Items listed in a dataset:
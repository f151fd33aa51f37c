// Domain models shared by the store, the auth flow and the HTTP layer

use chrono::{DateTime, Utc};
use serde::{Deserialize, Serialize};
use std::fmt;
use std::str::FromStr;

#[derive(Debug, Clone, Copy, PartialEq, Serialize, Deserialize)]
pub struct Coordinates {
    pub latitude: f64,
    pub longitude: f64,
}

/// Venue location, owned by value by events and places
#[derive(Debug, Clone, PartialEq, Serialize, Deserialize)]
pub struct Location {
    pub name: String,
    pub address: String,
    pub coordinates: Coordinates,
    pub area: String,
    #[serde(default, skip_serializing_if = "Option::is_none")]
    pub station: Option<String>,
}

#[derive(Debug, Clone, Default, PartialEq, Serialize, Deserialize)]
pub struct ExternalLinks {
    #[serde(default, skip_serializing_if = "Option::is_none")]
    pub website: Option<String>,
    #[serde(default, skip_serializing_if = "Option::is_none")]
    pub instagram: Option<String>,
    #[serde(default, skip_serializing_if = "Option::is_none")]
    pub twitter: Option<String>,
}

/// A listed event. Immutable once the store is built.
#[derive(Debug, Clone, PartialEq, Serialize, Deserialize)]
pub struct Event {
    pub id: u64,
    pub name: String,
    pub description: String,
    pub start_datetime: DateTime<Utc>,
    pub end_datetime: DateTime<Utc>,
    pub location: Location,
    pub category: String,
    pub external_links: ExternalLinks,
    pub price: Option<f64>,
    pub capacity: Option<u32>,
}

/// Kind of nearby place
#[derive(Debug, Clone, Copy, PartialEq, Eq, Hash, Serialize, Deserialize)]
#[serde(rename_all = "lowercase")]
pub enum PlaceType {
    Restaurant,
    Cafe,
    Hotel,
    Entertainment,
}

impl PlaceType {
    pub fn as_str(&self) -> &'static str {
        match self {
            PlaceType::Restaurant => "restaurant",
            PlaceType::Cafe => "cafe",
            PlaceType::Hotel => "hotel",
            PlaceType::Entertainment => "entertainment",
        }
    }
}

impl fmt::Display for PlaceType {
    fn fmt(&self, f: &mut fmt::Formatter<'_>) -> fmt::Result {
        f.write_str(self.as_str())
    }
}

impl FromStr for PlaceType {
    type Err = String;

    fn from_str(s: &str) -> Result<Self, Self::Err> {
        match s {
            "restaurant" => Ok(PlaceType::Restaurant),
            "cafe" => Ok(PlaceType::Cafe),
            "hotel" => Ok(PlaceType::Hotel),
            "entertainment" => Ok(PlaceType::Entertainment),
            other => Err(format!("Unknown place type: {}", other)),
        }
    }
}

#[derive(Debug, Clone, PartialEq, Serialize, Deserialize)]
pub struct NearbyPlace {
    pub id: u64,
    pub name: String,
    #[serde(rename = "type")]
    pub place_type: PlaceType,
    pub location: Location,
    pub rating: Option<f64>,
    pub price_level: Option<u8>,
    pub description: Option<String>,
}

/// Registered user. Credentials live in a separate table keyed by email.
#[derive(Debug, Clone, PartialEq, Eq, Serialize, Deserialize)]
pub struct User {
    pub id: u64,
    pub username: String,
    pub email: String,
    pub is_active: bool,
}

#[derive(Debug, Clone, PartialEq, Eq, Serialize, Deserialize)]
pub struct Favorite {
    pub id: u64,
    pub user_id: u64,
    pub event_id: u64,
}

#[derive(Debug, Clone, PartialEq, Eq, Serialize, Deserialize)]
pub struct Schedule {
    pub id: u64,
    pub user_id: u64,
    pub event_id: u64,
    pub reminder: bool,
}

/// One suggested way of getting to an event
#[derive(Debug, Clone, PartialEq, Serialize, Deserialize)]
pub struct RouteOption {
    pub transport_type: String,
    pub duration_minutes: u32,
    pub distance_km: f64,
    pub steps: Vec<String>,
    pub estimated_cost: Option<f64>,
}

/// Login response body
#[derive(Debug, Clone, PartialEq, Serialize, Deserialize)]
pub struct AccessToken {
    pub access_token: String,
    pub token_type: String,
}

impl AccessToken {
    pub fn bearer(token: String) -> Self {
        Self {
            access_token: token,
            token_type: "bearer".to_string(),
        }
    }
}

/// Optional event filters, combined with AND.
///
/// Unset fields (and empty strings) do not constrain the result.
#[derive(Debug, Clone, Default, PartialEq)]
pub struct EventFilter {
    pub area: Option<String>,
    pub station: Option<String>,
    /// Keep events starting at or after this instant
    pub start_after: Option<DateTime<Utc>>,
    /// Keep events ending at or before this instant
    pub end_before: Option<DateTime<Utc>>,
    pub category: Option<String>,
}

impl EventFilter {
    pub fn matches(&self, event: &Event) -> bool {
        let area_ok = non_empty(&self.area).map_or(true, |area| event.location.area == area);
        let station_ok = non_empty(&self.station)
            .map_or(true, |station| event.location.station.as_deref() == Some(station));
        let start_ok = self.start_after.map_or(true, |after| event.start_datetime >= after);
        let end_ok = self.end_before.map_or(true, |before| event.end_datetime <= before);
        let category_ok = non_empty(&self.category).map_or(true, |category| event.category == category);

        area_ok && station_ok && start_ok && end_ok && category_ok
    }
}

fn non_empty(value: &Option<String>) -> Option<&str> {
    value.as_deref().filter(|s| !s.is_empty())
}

What the task requires:
Gather up the lines containing the word "bool" from these records and copy them.

Solved exercise:
    pub is_active: bool,
    pub reminder: bool,
    pub fn matches(&self, event: &Event) -> bool {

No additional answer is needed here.